# What you will do
What lines of the data below include the word "value"? Report them by copying each.

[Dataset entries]
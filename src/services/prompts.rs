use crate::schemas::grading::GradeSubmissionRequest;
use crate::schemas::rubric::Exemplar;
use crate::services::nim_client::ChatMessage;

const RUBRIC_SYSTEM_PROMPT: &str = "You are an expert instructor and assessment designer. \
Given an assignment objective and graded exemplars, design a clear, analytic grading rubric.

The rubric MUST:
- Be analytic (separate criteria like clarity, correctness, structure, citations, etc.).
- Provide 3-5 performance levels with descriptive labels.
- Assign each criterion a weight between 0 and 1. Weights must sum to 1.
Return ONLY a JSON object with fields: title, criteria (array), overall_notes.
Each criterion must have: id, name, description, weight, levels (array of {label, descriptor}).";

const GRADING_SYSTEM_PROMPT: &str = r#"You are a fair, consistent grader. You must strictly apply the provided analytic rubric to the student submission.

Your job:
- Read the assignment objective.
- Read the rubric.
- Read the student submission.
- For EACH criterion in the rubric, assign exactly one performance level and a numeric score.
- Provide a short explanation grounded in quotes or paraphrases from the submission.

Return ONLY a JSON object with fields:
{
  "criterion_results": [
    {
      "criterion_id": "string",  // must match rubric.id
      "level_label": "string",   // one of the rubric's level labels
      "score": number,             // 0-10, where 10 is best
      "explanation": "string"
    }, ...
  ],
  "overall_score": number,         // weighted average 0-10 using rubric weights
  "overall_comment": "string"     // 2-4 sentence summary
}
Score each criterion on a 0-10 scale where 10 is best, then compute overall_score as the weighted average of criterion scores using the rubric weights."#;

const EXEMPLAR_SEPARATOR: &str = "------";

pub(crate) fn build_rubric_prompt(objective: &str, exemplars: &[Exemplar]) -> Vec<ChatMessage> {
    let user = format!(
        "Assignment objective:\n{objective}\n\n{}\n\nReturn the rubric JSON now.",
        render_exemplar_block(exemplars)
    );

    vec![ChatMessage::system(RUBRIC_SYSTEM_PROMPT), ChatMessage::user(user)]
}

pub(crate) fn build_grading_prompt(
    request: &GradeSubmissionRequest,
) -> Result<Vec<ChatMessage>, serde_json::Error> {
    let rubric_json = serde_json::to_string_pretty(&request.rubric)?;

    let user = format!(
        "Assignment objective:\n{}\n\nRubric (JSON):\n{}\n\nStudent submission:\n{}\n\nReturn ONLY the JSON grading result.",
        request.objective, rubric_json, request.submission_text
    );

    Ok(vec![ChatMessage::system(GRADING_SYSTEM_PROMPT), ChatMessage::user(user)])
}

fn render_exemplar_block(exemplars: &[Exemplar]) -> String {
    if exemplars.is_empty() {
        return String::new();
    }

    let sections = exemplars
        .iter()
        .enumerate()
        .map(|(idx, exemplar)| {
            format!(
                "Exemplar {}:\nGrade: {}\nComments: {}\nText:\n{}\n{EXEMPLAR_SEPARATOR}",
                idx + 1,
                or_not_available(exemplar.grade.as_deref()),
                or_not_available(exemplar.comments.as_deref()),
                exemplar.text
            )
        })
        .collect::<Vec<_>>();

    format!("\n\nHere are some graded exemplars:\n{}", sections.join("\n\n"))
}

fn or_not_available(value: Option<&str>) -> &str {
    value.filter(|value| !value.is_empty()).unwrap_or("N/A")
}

# Task answer
fn or_not_available(value: Option<&str>) -> &str {
    value.filter(|value| !value.is_empty()).unwrap_or("N/A")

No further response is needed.